一般小学生
まとめ
解説
ジュゴンは、アフリカ東岸から紅海、インド洋、そして太平洋にかけての熱帯・亜熱帯海域に広く分布する哺乳類です。日本では沖縄諸島周辺が唯一の生息地であり、世界的な分布の北限として学術的にも非常に重要な存在です。分類学上はカイギュウ目に属し、一生を海中で過ごす完全な海棲哺乳類ですが、肺呼吸を行うため、数分おきに水面に鼻先を出して呼吸をする必要があります。

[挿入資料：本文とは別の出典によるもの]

// Copyright (c) 2025 Soumyadip Sarkar.
// All rights reserved.
//
// This source code is licensed under the license found in the
// LICENSE file in the root directory of this source tree.

use anyhow::Result;
use rusqlite::Connection;
use rust_decimal::Decimal;

use crate::billing::property;
use crate::utils::{
    arg, fmt_money, id_for_dorm, maybe_print_json, opt_arg, opt_decimal, parse_decimal,
    pretty_table, room_label,
};

pub fn handle(conn: &Connection, m: &clap::ArgMatches) -> Result<()> {
    match m.subcommand() {
        Some(("add", sub)) => {
            let dorm = arg(sub, "dorm")?;
            let number = arg(sub, "room")?;
            let dorm_id = id_for_dorm(conn, dorm)?;
            let rent = parse_decimal(arg(sub, "rent")?)?;
            let deposit = opt_decimal(sub, "deposit")?.unwrap_or(Decimal::ZERO);
            let advance = opt_decimal(sub, "advance")?.unwrap_or(Decimal::ZERO);
            property::create_room(conn, dorm_id, number, rent, deposit, advance)?;
            println!(
                "Added room {}/{} (rent {}, deposit {}, advance {})",
                dorm,
                number,
                fmt_money(&rent),
                fmt_money(&deposit),
                fmt_money(&advance)
            );
        }
        Some(("list", sub)) => {
            let dorm_id = opt_arg(sub, "dorm").map(|d| id_for_dorm(conn, d)).transpose()?;
            let rooms = property::list_rooms(conn, dorm_id)?;
            if maybe_print_json(sub.get_flag("json"), sub.get_flag("jsonl"), &rooms)? {
                return Ok(());
            }
            let mut data = Vec::new();
            for r in &rooms {
                data.push(vec![
                    room_label(conn, r.id)?,
                    fmt_money(&r.monthly_rent),
                    fmt_money(&r.deposit),
                    fmt_money(&r.advance),
                ]);
            }
            println!(
                "{}",
                pretty_table(&["Room", "Rent", "Deposit", "Advance"], data)
            );
        }
        _ => {}
    }
    Ok(())
}
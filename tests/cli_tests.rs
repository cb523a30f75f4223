// Copyright (c) 2025 Soumyadip Sarkar.
// All rights reserved.
//
// This source code is licensed under the license found in the
// LICENSE file in the root directory of this source tree.

use anyhow::Result;
use dormbill::billing::{charges, ledger, property};
use dormbill::commands::{
    charges as charge_cmd, contracts, doctor, dorms, exporter, invoices, readings, rooms,
    settlements,
};
use dormbill::models::{BillingCycle, LineDraft, LineKind};
use dormbill::{cli, db};
use rusqlite::Connection;
use rust_decimal::Decimal;
use tempfile::tempdir;

fn run(conn: &mut Connection, args: &[&str]) -> Result<()> {
    let mut argv = vec!["dormbill"];
    argv.extend_from_slice(args);
    let matches = cli::build_cli().try_get_matches_from(argv)?;
    match matches.subcommand() {
        Some(("dorm", m)) => dorms::handle(conn, m),
        Some(("room", m)) => rooms::handle(conn, m),
        Some(("contract", m)) => contracts::handle(conn, m),
        Some(("reading", m)) => readings::handle(conn, m),
        Some(("charge", m)) => charge_cmd::handle(conn, m),
        Some(("invoice", m)) => invoices::handle(conn, m),
        Some(("settle", m)) => settlements::handle(conn, m),
        Some(("export", m)) => exporter::handle(conn, m),
        Some(("doctor", _)) => doctor::handle(conn),
        other => panic!("unexpected command {:?}", other.map(|(n, _)| n)),
    }
}

/// One dorm, one room, one contract and a July invoice of 3550.
fn seeded() -> Connection {
    let mut conn = Connection::open_in_memory().unwrap();
    db::init_schema(&conn).unwrap();
    let steps: &[&[&str]] = &[
        &["dorm", "add", "--name", "North", "--water-rate", "18", "--electricity-rate", "7"],
        &["room", "add", "--dorm", "North", "--room", "101", "--rent", "3000", "--deposit", "3000"],
        &[
            "contract", "add", "--dorm", "North", "--room", "101", "--tenant", "Ana", "--start",
            "2025-07-01",
        ],
        &[
            "reading", "add", "--dorm", "North", "--room", "101", "--cycle", "2025-07", "--kind",
            "water", "--previous", "100", "--current", "115", "--date", "2025-07-31",
        ],
        &[
            "reading", "add", "--dorm", "North", "--room", "101", "--cycle", "2025-07", "--kind",
            "electricity", "--previous", "500", "--current", "540", "--date", "2025-07-31",
        ],
        &[
            "invoice", "generate", "--dorm", "North", "--room", "101", "--cycle", "2025-07",
            "--issued", "2025-08-01",
        ],
    ];
    for step in steps {
        run(&mut conn, step).unwrap();
    }
    conn
}

#[test]
fn cli_flow_generates_the_monthly_invoice() {
    let conn = seeded();
    let on = "2025-08-01".parse().unwrap();
    let list = ledger::list_invoices(&conn, &Default::default(), on).unwrap();
    assert_eq!(list.len(), 1);
    assert_eq!(list[0].total, Decimal::from(3550));
}

#[test]
fn cli_duplicate_generation_fails() {
    let mut conn = seeded();
    let err = run(
        &mut conn,
        &["invoice", "generate", "--dorm", "North", "--room", "101", "--cycle", "2025-07"],
    )
    .unwrap_err();
    assert!(err.to_string().contains("already exists"));
}

#[test]
fn cli_pay_and_settle() {
    let mut conn = seeded();
    run(
        &mut conn,
        &[
            "invoice", "pay", "--id", "1", "--amount", "3550", "--method", "transfer", "--date",
            "2025-08-03",
        ],
    )
    .unwrap();
    run(
        &mut conn,
        &[
            "settle", "run", "--contract", "1", "--date", "2025-08-31", "--water", "120",
            "--electricity", "560", "--adjust", "fine:Broken lamp:150",
        ],
    )
    .unwrap();
    let s = ledger::settlement_for_contract(&conn, 1).unwrap().unwrap();
    // 3000 rent + 90 water + 140 electricity + 150 fine - 3000 deposit
    assert_eq!(s.gross_charges, Decimal::from(3380));
    assert_eq!(s.net_amount, Decimal::from(380));
    run(&mut conn, &["settle", "show", "--contract", "1", "--json"]).unwrap();
}

#[test]
fn settle_args_collect_repeated_adjustments() {
    let matches = cli::build_cli().get_matches_from([
        "dormbill",
        "settle",
        "preview",
        "--contract",
        "3",
        "--date",
        "2025-10-10",
        "--water",
        "105",
        "--electricity",
        "520",
        "--adjust",
        "fine:Damages:500",
        "--adjust",
        "discount:Goodwill:-50",
    ]);
    let (_, settle) = matches.subcommand().unwrap();
    let (name, preview) = settle.subcommand().unwrap();
    assert_eq!(name, "preview");
    let adjust: Vec<&String> = preview.get_many::<String>("adjust").unwrap().collect();
    assert_eq!(adjust.len(), 2);
    let draft = dormbill::utils::parse_adjustment(adjust[1]).unwrap();
    assert_eq!(draft.kind, LineKind::Discount);
    assert_eq!(draft.unit_price, Decimal::from(-50));
}

#[test]
fn export_receipts_as_csv_and_json() {
    let mut conn = seeded();
    let dir = tempdir().unwrap();

    let csv_path = dir.path().join("receipts.csv");
    let csv_str = csv_path.to_string_lossy().to_string();
    run(&mut conn, &["export", "receipts", "--format", "csv", "--out", &csv_str]).unwrap();
    let mut rdr = csv::Reader::from_path(&csv_path).unwrap();
    let rows: Vec<csv::StringRecord> = rdr.records().map(|r| r.unwrap()).collect();
    assert_eq!(rows.len(), 3);
    assert_eq!(&rows[0][0], "invoice");
    assert_eq!(&rows[0][2], "North/101");
    assert_eq!(&rows[1][6], "water");
    assert_eq!(&rows[1][10], "270");

    let json_path = dir.path().join("receipts.json");
    let n = exporter::export_receipts(&conn, "json", &json_path).unwrap();
    assert_eq!(n, 1);
    let parsed: serde_json::Value =
        serde_json::from_str(&std::fs::read_to_string(&json_path).unwrap()).unwrap();
    assert_eq!(parsed[0]["document"], "invoice");
    assert_eq!(parsed[0]["invoice"]["total"], "3550");
    assert_eq!(parsed[0]["invoice"]["lines"].as_array().unwrap().len(), 3);

    assert!(exporter::export_receipts(&conn, "xml", &dir.path().join("x")).is_err());
}

#[test]
fn doctor_flags_anomalies_and_orphans() {
    let mut conn = seeded();
    assert!(doctor::find_issues(&conn).unwrap().is_empty());

    run(
        &mut conn,
        &[
            "reading", "add", "--dorm", "North", "--room", "101", "--cycle", "2025-08", "--kind",
            "water", "--current", "90",
        ],
    )
    .unwrap();
    let dorm = dormbill::utils::id_for_dorm(&conn, "North").unwrap();
    let vacant =
        property::create_room(&conn, dorm, "102", Decimal::from(2800), Decimal::ZERO, Decimal::ZERO)
            .unwrap();
    let cycle: BillingCycle = "2025-08".parse().unwrap();
    let repaint = LineDraft::flat(LineKind::Service, "Repaint", Decimal::from(200));
    charges::add_charge(&conn, vacant, cycle, &repaint).unwrap();

    let issues: Vec<String> = doctor::find_issues(&conn)
        .unwrap()
        .into_iter()
        .map(|(i, _)| i)
        .collect();
    assert_eq!(issues, vec!["meter_anomaly".to_string(), "orphan_charge".to_string()]);
}

#[test]
fn bad_arguments_are_reported() {
    let mut conn = seeded();
    let bad_cycle =
        ["invoice", "generate", "--dorm", "North", "--room", "101", "--cycle", "2025-13"];
    assert!(run(&mut conn, &bad_cycle).is_err());
    let bad_amount = ["invoice", "pay", "--id", "1", "--amount", "abc", "--method", "cash"];
    assert!(run(&mut conn, &bad_amount).is_err());
    let unknown_room = [
        "reading", "add", "--dorm", "North", "--room", "999", "--cycle", "2025-08", "--kind",
        "water", "--current", "1",
    ];
    assert!(run(&mut conn, &unknown_room).is_err());
    let missing_amount = ["dormbill", "invoice", "pay", "--id", "1"];
    assert!(cli::build_cli().try_get_matches_from(missing_amount).is_err());
}
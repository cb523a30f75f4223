// Copyright (c) 2025 Soumyadip Sarkar.
// All rights reserved.
//
// This source code is licensed under the license found in the
// LICENSE file in the root directory of this source tree.

use chrono::NaiveDate;
use dormbill::billing::contracts::{self, NewContract};
use dormbill::billing::rates::RateOverrides;
use dormbill::billing::readings::{self, NewReading};
use dormbill::billing::settlement::{self, FinalReading, SettlementRequest};
use dormbill::billing::{BillingError, charges, invoices, ledger, property};
use dormbill::db;
use dormbill::models::{
    BillingCycle, ContractStatus, DormPolicy, Invoice, LineDraft, LineKind, MeterKind,
    SettlementOutcome,
};
use rusqlite::Connection;
use rust_decimal::Decimal;
use std::str::FromStr;

fn d(s: &str) -> Decimal {
    Decimal::from_str(s).unwrap()
}

fn day(y: i32, m: u32, dd: u32) -> NaiveDate {
    NaiveDate::from_ymd_opt(y, m, dd).unwrap()
}

fn cycle(s: &str) -> BillingCycle {
    s.parse().unwrap()
}

/// Dorm with water 20/unit and electricity 10/unit; returns (conn, room, contract).
fn setup(rent: &str, deposit: &str, start: NaiveDate) -> (Connection, i64, i64) {
    setup_with(rent, deposit, "0", start, DormPolicy::default())
}

fn setup_with(
    rent: &str,
    deposit: &str,
    advance: &str,
    start: NaiveDate,
    policy: DormPolicy,
) -> (Connection, i64, i64) {
    let mut conn = Connection::open_in_memory().unwrap();
    db::init_schema(&conn).unwrap();
    let dorm = property::create_dormitory(&conn, "South", d("20"), d("10"), &policy).unwrap();
    let room = property::create_room(&conn, dorm, "201", d(rent), d(deposit), d(advance)).unwrap();
    let contract = sign(&mut conn, room, "Eli", start);
    (conn, room, contract)
}

fn sign(conn: &mut Connection, room: i64, tenant: &str, start: NaiveDate) -> i64 {
    let (contract, _) = contracts::create_contract(
        conn,
        &NewContract {
            room_id: room,
            tenant: tenant.into(),
            start_date: start,
            end_date: None,
            overrides: RateOverrides::default(),
        },
    )
    .unwrap();
    contract.id
}

fn read(conn: &Connection, room: i64, c: &str, kind: MeterKind, prev: Option<&str>, cur: &str) {
    let cycle = cycle(c);
    readings::record_reading(
        conn,
        &NewReading {
            room_id: room,
            cycle,
            kind,
            current: d(cur),
            previous: prev.map(d),
            read_on: cycle.last_day(),
            replaced: false,
        },
    )
    .unwrap();
}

食性は極めて限定的で、海底に生えるアマモなどの海草(うみくさ)を主食とする完全な草食性です。この食性に適応するため、口は海底の草を効率よく食み取れるよう下向きに進化しています。しかし、近年の沿岸開発による藻場の消失や、漁網への混獲、さらには水質汚染などの影響により、個体数は世界的に減少傾向にあります。特に日本国内の個体群は絶滅の危機に瀕しており、環境省のレッドリストでは「絶滅危惧IA類」に指定されています。
小学生のみなさんへ
ジュゴンは「海の牛」ともよばれる、海でくらす哺乳類(ほにゅうるい)の仲間です。暖かい海にすんでいて、地面に生えているアマモという海草(うみくさ)をムシャムシャ食べてくらしています。人魚(にんぎょ)のモデルになったともいわれていますが、実はクジラよりもゾウに近い仲間だといわれています。日本では沖縄(おきなわ)の海にだけいますが、今は数がとても少なくなっていて、絶滅(ぜつめつ)しないように大切に守られています。